19 de marzo de 2019
DIRECTOR ANTONIO MARTÍN BEAUMONT

Todos los plagios del presidente: el último, donación de sangre ‘a lo Underwood’

Pedro Sánchez donó sangre en Moncloa y colgó la foto en Twitter, imitando en esta ocasión a un personaje de ficción: la primera dama de la exitosa serie ‘House of Cards’.

Una seña de identidad ya incuestionable en el paso de Pedro Sánchez por La Moncloa es su pasión por exhibirse en las redes sociales, imitando sin pudor y con frenesí a otros estadistas e iconos del poder. Y en esta pasión imitadora, paralela a plagios documentados como los de su tesis, también ha metido a personajes de ficción, como ha sucedido con su donación de sangre retransmitida en su perfil de Twitter.

La campaña de donaciones para el personal de las Fuerzas Armadas que habitualmente se desarrolla en el Palacio de la Moncloa con discreción ha sido difundida en esta ocasión a todo el orbe. En un vídeo difundido por el Ejecutivo, el propio Sánchez explica tumbado en una camilla mientras le extraen la sangre que se enteró de esta campaña por un email informativo que recibió la semana pasada, al igual que el resto de trabajadores de La Moncloa.

 

 

La pose resultante es muy similar a la que ofreció la actriz Robin Wright encarnando a la primera dama Claire Underwood en un capítulo de la exitosa serie House of Cards. Una ficción, precisamente, con la que muchos han querido ver paralelismos desde el desembarco del matrimonio Pedro Sánchez-Begoña Gómez en La Moncloa.

En la serie el presidente Frank Underwood, encarnado por Kevin Spacey, y su esposa Claire deben superar con ambición y actitud despiadada toda clase de obstáculos para imponerse primero en el Partido Demócrata y conquistar después la Casa Blanca.
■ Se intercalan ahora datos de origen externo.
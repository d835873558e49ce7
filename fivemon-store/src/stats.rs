use chrono::{DateTime, Utc};
use serde::Serialize;

/// Derived server statistics.
#[derive(Debug, Clone, PartialEq, Eq, Serialize)]
#[serde(rename_all = "camelCase")]
pub struct ServerStats {
    /// Highest player count since the last daily reset
    pub peak_today: usize,
    /// Distinct players seen since startup
    pub total_connections: usize,
    /// When monitoring started
    #[serde(rename = "uptime")]
    pub uptime_start: DateTime<Utc>,
}

#[derive(Debug)]
pub struct StatsAggregator {
    stats: ServerStats,
}

impl StatsAggregator {
    pub fn new(started_at: DateTime<Utc>) -> Self {
        Self {
            stats: ServerStats {
                peak_today: 0,
                total_connections: 0,
                uptime_start: started_at,
            },
        }
    }

    /// Fold in the player count of a successful poll.
    pub fn update(&mut self, current_count: usize, unique_players: usize) {
        self.stats.peak_today = self.stats.peak_today.max(current_count);
        self.stats.total_connections = self.stats.total_connections.max(unique_players);
    }

    /// Start a new day with the current count as its baseline.
    pub fn reset_daily(&mut self, current_count: usize) {
        self.stats.peak_today = current_count;
    }

    pub fn stats(&self) -> &ServerStats {
        &self.stats
    }

    pub fn uptime_secs(&self, now: DateTime<Utc>) -> i64 {
        now.signed_duration_since(self.stats.uptime_start)
            .num_seconds()
            .max(0)
    }
}

#[cfg(test)]
mod tests {
    use super::*;
    use chrono::{TimeDelta, TimeZone};

    fn start() -> DateTime<Utc> {
        Utc.timestamp_opt(1_700_000_000, 0).unwrap()
    }

    #[test]
    fn test_peak_only_rises_between_resets() {
        let mut stats = StatsAggregator::new(start());
        let mut last_peak = 0;
        for count in [3, 7, 2, 9, 0, 5] {
            stats.update(count, 0);
            assert!(stats.stats().peak_today >= last_peak);
            last_peak = stats.stats().peak_today;
        }
        assert_eq!(last_peak, 9);
    }

    #[test]
    fn test_reset_uses_current_count_as_baseline() {
        let mut stats = StatsAggregator::new(start());
        stats.update(20, 0);
        stats.reset_daily(4);
        assert_eq!(stats.stats().peak_today, 4);

        stats.update(2, 0);
        assert_eq!(stats.stats().peak_today, 4);
        stats.update(6, 0);
        assert_eq!(stats.stats().peak_today, 6);
    }

    #[test]
    fn test_total_connections_is_monotonic() {
        let mut stats = StatsAggregator::new(start());
        stats.update(1, 5);
        stats.update(1, 3);
        assert_eq!(stats.stats().total_connections, 5);
        stats.update(1, 8);
        assert_eq!(stats.stats().total_connections, 8);
    }

    #[test]
    fn test_uptime() {
        let stats = StatsAggregator::new(start());
        assert_eq!(stats.uptime_secs(start() + TimeDelta::seconds(90)), 90);
    }

    #[test]
    fn test_stats_serialize_with_uptime_key() {
        let stats = StatsAggregator::new(start());
        let value = serde_json::to_value(stats.stats()).unwrap();
        assert_eq!(value["peakToday"], 0);
        assert_eq!(value["totalConnections"], 0);
        assert!(value["uptime"].is_string());
    }
}
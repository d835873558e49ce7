//! Scheduled background work: the upstream poll and the daily stats reset.

use std::sync::Arc;
use std::sync::atomic::{AtomicBool, Ordering};
use std::time::Duration;

use chrono::Local;
use fivemon_store::{PollSummary, Store};
use tokio::time::MissedTickBehavior;
use tokio_util::sync::CancellationToken;
use tracing::{debug, info, warn};

use crate::fetcher::SnapshotFetcher;
use crate::helpers;

#[derive(Debug, Clone, PartialEq, Eq)]
pub enum PollOutcome {
    /// At least one source answered and the store was updated
    Updated(PollSummary),
    /// Every source failed; the store was left untouched
    NoData,
    /// Another poll was still in flight
    Skipped,
}

/// Drives `SnapshotFetcher` into the `Store`. At most one poll runs at a time.
#[derive(Clone)]
pub struct Poller {
    store: Store,
    fetcher: Arc<SnapshotFetcher>,
    interval: Duration,
    max_players: u32,
    in_flight: Arc<AtomicBool>,
}

/// Clears the in-flight flag when the poll finishes, however it finishes.
struct InFlightGuard<'a>(&'a AtomicBool);

impl Drop for InFlightGuard<'_> {
    fn drop(&mut self) {
        self.0.store(false, Ordering::Release);
    }
}

impl Poller {
    pub fn new(store: Store, fetcher: SnapshotFetcher, interval: Duration, max_players: u32) -> Self {
        Self {
            store,
            fetcher: Arc::new(fetcher),
            interval,
            max_players,
            in_flight: Arc::new(AtomicBool::new(false)),
        }
    }

    /// Run one fetch-and-apply cycle.
    pub async fn poll_once(&self) -> PollOutcome {
        if self
            .in_flight
            .compare_exchange(false, true, Ordering::AcqRel, Ordering::Acquire)
            .is_err()
        {
            debug!("previous poll still in flight, skipping");
            return PollOutcome::Skipped;
        }
        let _guard = InFlightGuard(&self.in_flight);

        let snapshot = self.fetcher.fetch().await;
        let now = helpers::now();

        match self.store.apply_snapshot(snapshot, now).await {
            Some(summary) => {
                info!(
                    "Data updated - {}/{} players",
                    summary.player_count, self.max_players
                );
                if helpers::on_report_tick(&now, self.interval) {
                    info!(
                        points = summary.history_len,
                        players = summary.player_count,
                        "history size report"
                    );
                }
                PollOutcome::Updated(summary)
            }
            None => {
                warn!(upstream = self.fetcher.base_url(), "No data received from game server");
                PollOutcome::NoData
            }
        }
    }

    /// Poll every `interval` until `shutdown` is cancelled. The first poll
    /// starts immediately.
    ///
    /// Ticks are not delayed by a slow poll; a tick that lands while a poll
    /// is still running is skipped by the in-flight guard.
    pub async fn run(self, shutdown: CancellationToken) {
        let mut ticker = tokio::time::interval(self.interval);
        ticker.set_missed_tick_behavior(MissedTickBehavior::Skip);
        info!(interval_secs = self.interval.as_secs(), "data collection started");

        loop {
            tokio::select! {
                _ = shutdown.cancelled() => break,
                _ = ticker.tick() => {
                    let poller = self.clone();
                    tokio::spawn(async move {
                        poller.poll_once().await;
                    });
                }
            }
        }
        info!("data collection stopped");
    }
}

/// Reset the daily peak at every local midnight until `shutdown` is cancelled.
pub async fn run_daily_reset(store: Store, shutdown: CancellationToken) {
    loop {
        let wait = helpers::until_next_midnight(&Local::now());
        debug!(secs = wait.as_secs(), "next daily reset scheduled");

        tokio::select! {
            _ = shutdown.cancelled() => break,
            _ = tokio::time::sleep(wait) => {
                store.reset_daily().await;
                // don't fire twice if the timer woke just short of midnight
                tokio::time::sleep(Duration::from_secs(1)).await;
            }
        }
    }
}
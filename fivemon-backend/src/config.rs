use std::env::var;
use std::path::PathBuf;
use std::time::Duration;

use dotenvy::dotenv;

/// Application configuration with environment variable overrides
#[derive(Debug, Clone)]
pub struct Config {
    /// Server port
    /// Env: PORT (default: 3000)
    pub port: u16,

    /// Game server to monitor, as host:port
    /// Env: UPSTREAM_ADDRESS (default: "136.243.177.111:30085")
    pub upstream_address: String,

    /// Advertised player slots
    /// Env: MAX_PLAYERS (default: 48)
    pub max_players: u32,

    /// Time between polls of the game server
    /// Env: POLL_INTERVAL_SECS (default: 30)
    pub poll_interval: Duration,

    /// Timeout of each upstream request
    /// Env: FETCH_TIMEOUT_SECS (default: 8)
    pub fetch_timeout: Duration,

    /// Days a disconnected player's session is kept
    /// Env: SESSION_TTL_DAYS (default: 30)
    pub session_ttl_days: i64,

    /// Directory holding the dashboard assets
    /// Env: STATIC_DIR (default: "public")
    pub static_dir: PathBuf,

    /// Directory for `fivem-monitor.log`; an empty value disables the file
    /// Env: LOG_DIR (default: "logs")
    pub log_dir: Option<PathBuf>,

    /// Request body size limit in bytes
    /// Env: REQUEST_BODY_LIMIT (default: 1048576 = 1MB)
    pub request_body_limit: usize,

    /// Request timeout in seconds
    /// Env: REQUEST_TIMEOUT_SECS (default: 30)
    pub request_timeout: Duration,

    /// Requests per minute allowed per client IP
    /// Env: RATE_LIMIT_PER_MIN (default: 100)
    pub rate_limit_per_min: u64,

    /// Burst size for the per-IP limit
    /// Env: RATE_LIMIT_BURST (default: 100)
    pub rate_limit_burst: u32,
}

impl Config {
    /// Load configuration from environment variables with defaults
    pub fn from_env() -> Self {
        let _ = dotenv(); //for debugging mostly
        let defaults = Self::default();
        Self {
            port: env_or_default("PORT", defaults.port),
            upstream_address: env_or_default_string("UPSTREAM_ADDRESS", &defaults.upstream_address),
            max_players: env_or_default("MAX_PLAYERS", defaults.max_players),
            poll_interval: Duration::from_secs(env_or_default("POLL_INTERVAL_SECS", 30)),
            fetch_timeout: Duration::from_secs(env_or_default("FETCH_TIMEOUT_SECS", 8)),
            session_ttl_days: env_or_default("SESSION_TTL_DAYS", defaults.session_ttl_days),
            static_dir: PathBuf::from(env_or_default_string("STATIC_DIR", "public")),
            log_dir: Some(env_or_default_string("LOG_DIR", "logs"))
                .filter(|dir| !dir.trim().is_empty())
                .map(PathBuf::from),
            request_body_limit: env_or_default("REQUEST_BODY_LIMIT", defaults.request_body_limit),
            request_timeout: Duration::from_secs(env_or_default("REQUEST_TIMEOUT_SECS", 30)),
            rate_limit_per_min: env_or_default("RATE_LIMIT_PER_MIN", defaults.rate_limit_per_min),
            rate_limit_burst: env_or_default("RATE_LIMIT_BURST", defaults.rate_limit_burst),
        }
    }

    /// Base URL of the upstream game server
    pub fn upstream_url(&self) -> String {
        if self.upstream_address.starts_with("http://") || self.upstream_address.starts_with("https://") {
            self.upstream_address.trim_end_matches('/').to_string()
        } else {
            format!("http://{}", self.upstream_address)
        }
    }
}

impl Default for Config {
    /// Create configuration with all default values
    fn default() -> Self {
        Self {
            port: 3000,
            upstream_address: "136.243.177.111:30085".to_string(),
            max_players: 48,
            poll_interval: Duration::from_secs(30),
            fetch_timeout: Duration::from_secs(8),
            session_ttl_days: 30,
            static_dir: PathBuf::from("public"),
            log_dir: Some(PathBuf::from("logs")),
            request_body_limit: 1024 * 1024, // 1 MB
            request_timeout: Duration::from_secs(30),
            rate_limit_per_min: 100,
            rate_limit_burst: 100,
        }
    }
}

/// Parse environment variable or return default value
fn env_or_default<T: std::str::FromStr>(key: &str, default: T) -> T {
    var(key)
        .ok()
        .and_then(|val| val.parse().ok())
        .unwrap_or(default)
}

/// Parse environment variable string or return default value
fn env_or_default_string(key: &str, default: &str) -> String {
    var(key).unwrap_or_else(|_| default.to_string())
}
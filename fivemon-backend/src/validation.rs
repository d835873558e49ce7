/// Input validation for request parameters
use fivemon_store::Period;
use thiserror::Error;

/// Longest accepted search query, in characters.
pub const MAX_SEARCH_LEN: usize = 64;

#[derive(Debug, Error, PartialEq)]
pub enum ValidationError {
    #[error("Search query too long (max {max} characters, got {actual})")]
    SearchQueryTooLong { max: usize, actual: usize },

    #[error("Search query contains control characters")]
    SearchQueryInvalidChars,
}

/// Validates a player search query
///
/// Rules:
/// - Max 64 characters
/// - No control characters
///
/// The minimum length is enforced by the store's search itself.
pub fn validate_search_query(query: &str) -> Result<(), ValidationError> {
    let len = query.chars().count();
    if len > MAX_SEARCH_LEN {
        return Err(ValidationError::SearchQueryTooLong {
            max: MAX_SEARCH_LEN,
            actual: len,
        });
    }

    if query.chars().any(char::is_control) {
        return Err(ValidationError::SearchQueryInvalidChars);
    }

    Ok(())
}

/// Resolves the `period` query parameter
///
/// Missing or unrecognised values fall back to the last 24 hours.
pub fn resolve_period(raw: Option<&str>) -> Period {
    match raw.map(str::parse::<Period>) {
        Some(Ok(period)) => period,
        Some(Err(err)) => {
            tracing::debug!(%err, "falling back to 24h history");
            Period::default()
        }
        None => Period::default(),
    }
}
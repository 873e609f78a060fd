//! Shared test utilities for integration tests
//!
//! `RecordingEngine` is an in-memory backend good enough to execute the
//! planner's scope fetches: it filters, groups (with rollups and grouping
//! sets), aggregates and records every `DatabaseQuery` it receives so tests
//! can assert on backend traffic.

#![allow(dead_code)]

use std::collections::HashMap;
use std::sync::Arc;
use std::time::Duration;

use parking_lot::Mutex;

use cubeplan::measure::{Aggregation, CompiledAggregatedMeasure, CompiledMeasure};
use cubeplan::table::Header;
use cubeplan::{
    Catalog, ColumnarTable, DatabaseQuery, Datastore, EngineError, FieldType, QueryEngine,
    QueryScope, TypedField, Value,
};

pub struct InMemoryDatastore {
    catalog: Catalog,
    rows: Mutex<HashMap<String, Vec<Vec<Value>>>>,
}

impl Datastore for InMemoryDatastore {
    fn catalog(&self) -> &Catalog {
        &self.catalog
    }
}

/// In-memory engine recording every query it executes
pub struct RecordingEngine {
    datastore: InMemoryDatastore,
    calls: Mutex<Vec<DatabaseQuery>>,
    delay: Mutex<Option<Duration>>,
}

impl RecordingEngine {
    pub fn new(catalog: Catalog) -> Self {
        Self {
            datastore: InMemoryDatastore {
                catalog,
                rows: Mutex::new(HashMap::new()),
            },
            calls: Mutex::new(Vec::new()),
            delay: Mutex::new(None),
        }
    }

    pub fn load(&self, store: &str, rows: Vec<Vec<Value>>) {
        self.datastore
            .rows
            .lock()
            .entry(store.to_string())
            .or_default()
            .extend(rows);
    }

    /// Make every `execute` sleep, to widen concurrency windows
    pub fn set_delay(&self, delay: Duration) {
        *self.delay.lock() = Some(delay);
    }

    pub fn call_count(&self) -> usize {
        self.calls.lock().len()
    }

    pub fn calls(&self) -> Vec<DatabaseQuery> {
        self.calls.lock().clone()
    }

    pub fn reset_calls(&self) {
        self.calls.lock().clear();
    }

    /// Aliases fetched by the i-th backend call
    pub fn fetched_aliases(&self, call: usize) -> Vec<String> {
        self.calls.lock()[call]
            .measures
            .iter()
            .map(|m| m.alias().to_string())
            .collect()
    }
}

impl QueryEngine for RecordingEngine {
    fn execute(&self, query: &DatabaseQuery) -> Result<ColumnarTable, EngineError> {
        self.calls.lock().push(query.clone());
        if let Some(delay) = *self.delay.lock() {
            std::thread::sleep(delay);
        }

        let store = self
            .datastore
            .catalog
            .store(&query.scope.store)
            .ok_or_else(|| EngineError::unknown_table(&query.scope.store))?;
        let field_names: Vec<String> = store.fields.iter().map(|f| f.name.clone()).collect();
        let rows = self
            .datastore
            .rows
            .lock()
            .get(&query.scope.store)
            .cloned()
            .unwrap_or_default();
        aggregate(&query.scope, &query.measures, &field_names, &rows)
    }

    fn execute_raw_sql(&self, sql: &str) -> Result<ColumnarTable, EngineError> {
        Ok(ColumnarTable::new(
            vec![Header::dimension("sql", FieldType::Str)],
            vec![vec![Value::from(sql)]],
        ))
    }

    fn datastore(&self) -> &dyn Datastore {
        &self.datastore
    }
}

/// Group and aggregate `rows` for one scope, the way a SQL backend would:
/// one block of output rows per grouping set, nulls in the dimensions a set
/// does not group by, base aggregation first.
fn aggregate(
    scope: &QueryScope,
    measures: &[CompiledMeasure],
    field_names: &[String],
    rows: &[Vec<Value>],
) -> Result<ColumnarTable, EngineError> {
    let index_of = |f: &TypedField| field_names.iter().position(|n| *n == f.name);
    let cell = |row: &Vec<Value>, f: &TypedField| -> Option<Value> {
        index_of(f).map(|i| row[i].clone())
    };

    let filtered: Vec<&Vec<Value>> = rows
        .iter()
        .filter(|row| match &scope.criteria {
            Some(criteria) => criteria.matches(&|f| cell(row, f)),
            None => true,
        })
        .collect();

    let sets = grouping_sets(scope);
    let mut headers: Vec<Header> = scope
        .columns
        .iter()
        .map(|f| Header::dimension(f.name.as_str(), f.field_type))
        .collect();
    for measure in measures {
        headers.push(Header::measure(measure.alias(), measure.result_type()));
    }
    let mut columns: Vec<Vec<Value>> = vec![Vec::new(); headers.len()];

    for set in &sets {
        // Group rows by the set's fields, first-appearance order.
        let mut groups: Vec<(Vec<Value>, Vec<&Vec<Value>>)> = Vec::new();
        for row in &filtered {
            let key: Vec<Value> = set
                .iter()
                .map(|f| cell(row, f).unwrap_or(Value::Null))
                .collect();
            match groups.iter_mut().find(|(k, _)| *k == key) {
                Some((_, members)) => members.push(row),
                None => groups.push((key, vec![row])),
            }
        }
        for (key, members) in &groups {
            for (ci, field) in scope.columns.iter().enumerate() {
                let value = match set.iter().position(|f| f == field) {
                    Some(i) => key[i].clone(),
                    None => Value::Null,
                };
                columns[ci].push(value);
            }
            for (mi, measure) in measures.iter().enumerate() {
                let value = aggregate_measure(measure, members, set, &cell)?;
                columns[scope.columns.len() + mi].push(value);
            }
        }
    }

    let mut table = ColumnarTable::new(headers, columns);
    if scope.limit >= 0 {
        table.truncate(scope.limit as usize);
    }
    Ok(table)
}

/// The grouping sets a scope expands to: explicit sets win, otherwise a
/// rollup produces the full grouping first and then each shorter prefix.
fn grouping_sets(scope: &QueryScope) -> Vec<Vec<TypedField>> {
    if !scope.grouping_sets.is_empty() {
        // Base aggregation first, then the declared sets (skipping a
        // duplicate of the full grouping).
        let mut sets = vec![scope.columns.clone()];
        for set in &scope.grouping_sets {
            if *set != scope.columns {
                sets.push(set.clone());
            }
        }
        return sets;
    }
    if !scope.rollup.is_empty() {
        let fixed: Vec<TypedField> = scope
            .columns
            .iter()
            .filter(|c| !scope.rollup.contains(c))
            .cloned()
            .collect();
        return (0..=scope.rollup.len())
            .rev()
            .map(|k| {
                let mut set = fixed.clone();
                set.extend(scope.rollup[..k].iter().cloned());
                set
            })
            .collect();
    }
    vec![scope.columns.clone()]
}

fn aggregate_measure(
    measure: &CompiledMeasure,
    members: &[&Vec<Value>],
    set: &[TypedField],
    cell: &dyn Fn(&Vec<Value>, &TypedField) -> Option<Value>,
) -> Result<Value, EngineError> {
    let CompiledMeasure::Aggregated(m) = measure else {
        return Err(EngineError::permanent(format!(
            "measure '{}' is not a primitive aggregate",
            measure.alias()
        )));
    };
    let members: Vec<&&Vec<Value>> = members
        .iter()
        .filter(|row| match &m.criteria {
            Some(criteria) => criteria.matches(&|f| cell(row, f)),
            None => true,
        })
        .collect();
    Ok(apply_aggregation(m, &members, set, cell))
}

fn apply_aggregation(
    m: &CompiledAggregatedMeasure,
    members: &[&&Vec<Value>],
    set: &[TypedField],
    cell: &dyn Fn(&Vec<Value>, &TypedField) -> Option<Value>,
) -> Value {
    match m.aggregation {
        Aggregation::Count => Value::Int(members.len() as i64),
        Aggregation::Grouping => {
            Value::Int(if set.contains(&m.field) { 0 } else { 1 })
        }
        Aggregation::CountDistinct => {
            let mut seen: Vec<Value> = Vec::new();
            for row in members {
                if let Some(v) = cell(row, &m.field) {
                    if !v.is_null() && !seen.contains(&v) {
                        seen.push(v);
                    }
                }
            }
            Value::Int(seen.len() as i64)
        }
        Aggregation::Sum | Aggregation::Avg | Aggregation::Min | Aggregation::Max => {
            let values: Vec<Value> = members
                .iter()
                .filter_map(|row| cell(row, &m.field))
                .filter(|v| !v.is_null())
                .collect();
            if values.is_empty() {
                return Value::Null;
            }
            match m.aggregation {
                Aggregation::Sum => values
                    .iter()
                    .fold(Value::Int(0), |acc, v| acc.add(v)),
                Aggregation::Avg => {
                    let sum = values.iter().fold(Value::Int(0), |acc, v| acc.add(v));
                    sum.div(&Value::Int(values.len() as i64))
                }
                Aggregation::Min => values
                    .iter()
                    .cloned()
                    .reduce(|a, b| if a.compare(&b).is_le() { a } else { b })
                    .unwrap(),
                Aggregation::Max => values
                    .iter()
                    .cloned()
                    .reduce(|a, b| if a.compare(&b).is_ge() { a } else { b })
                    .unwrap(),
                _ => unreachable!(),
            }
        }
    }
}

/// Load the shared catalog fixture
pub fn sales_catalog() -> Catalog {
    Catalog::from_file(concat!(env!("CARGO_MANIFEST_DIR"), "/tests/test_data/sales.yaml"))
        .unwrap_or_else(|e| panic!("Failed to load sales.yaml: {}", e))
}

/// Engine over the sales store, seeded with a small two-year dataset
pub fn sales_engine() -> Arc<RecordingEngine> {
    let engine = RecordingEngine::new(sales_catalog());
    engine.load(
        "sales",
        vec![
            sales_row("FR", "Paris", 2023, 8.0, 5.0),
            sales_row("FR", "Paris", 2024, 10.0, 6.0),
            sales_row("US", "NYC", 2023, 15.0, 9.0),
            sales_row("US", "NYC", 2024, 20.0, 10.0),
        ],
    );
    Arc::new(engine)
}

pub fn sales_row(country: &str, city: &str, year: i64, revenue: f64, cost: f64) -> Vec<Value> {
    vec![
        Value::from(country),
        Value::from(city),
        Value::from(year),
        Value::from(revenue),
        Value::from(cost),
    ]
}

/// Column accessor that panics with the table rendered, for readable
/// failures.
pub fn column(table: &ColumnarTable, name: &str) -> Vec<Value> {
    table
        .column(name)
        .unwrap_or_else(|| panic!("no column '{}' in:\n{}", name, table))
        .clone()
}

pub fn strs(values: &[&str]) -> Vec<Value> {
    values.iter().map(|v| Value::from(*v)).collect()
}

pub fn floats(values: &[f64]) -> Vec<Value> {
    values.iter().map(|v| Value::from(*v)).collect()
}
Y a la vista está la peripecia vivida por Sánchez y su ‘primera dama’ para llegar a La Moncloa.

 

Como para no disfrutarlo, pensará el presidente, que desde su llegada a la jefatura del Gobierno no ha dejado de hacerse autohomenajes inspirados en sus estadistas favoritos. Si bien es verdad que sus asesores le han ido frenando para que haga el ridículo estrictamente necesario.

 

 

Todo comenzó con la ya famosa foto de las gafas de sol dentro del Falcon. El problema de esta instantánea no es que el presidente se las ponga dentro de un avión, que también, pues se trata de un avión oficial y en aquellos días estalló el escándalo de su uso para ir a un concierto en Castellón. El problema es que lo publiquen a través de las redes sociales oficiales de presidencia, imitando la mítica foto del presidente americano, John F. Kennedy, en su avión presidencial, el Air Force One.

 

 

Luego llegaron las 'espontáneas' imágenes del presidente correteando con ropa deportiva por los jardines de Moncloa y jugando con un perrito en la escalinata, al modo de Barack Obama en la Casa Blanca. Aunque en honor a la verdad, nuestro presidente está muy lejos de emular la naturalidad y soltura que derrochaba el primer presidente negro de la historia de Estados Unidos.

 

 

Y los casos más recientes de plagio estético tienen que ver con el desmedido afán del presidente por ser el Justin Trudeau europeo. Además de coleccionar estampas en mangas de camisa y corbata, al informal estilo del primer ministro canadiense, uno de los emblemas del progresismo mundial, el colmo llegó cuando se fotografió y filmó con una niña en su despacho presidencial, como forma de reivindicar los valores y la pujanza de las mujeres. Y lo hizo solo unos días después de que su admirado Trudeau colara a su hija en su despacho y le cediera su sillón para proclamar que el futuro pertenece a las mujeres.

¿Cuál será la próxima actuación de Sánchez?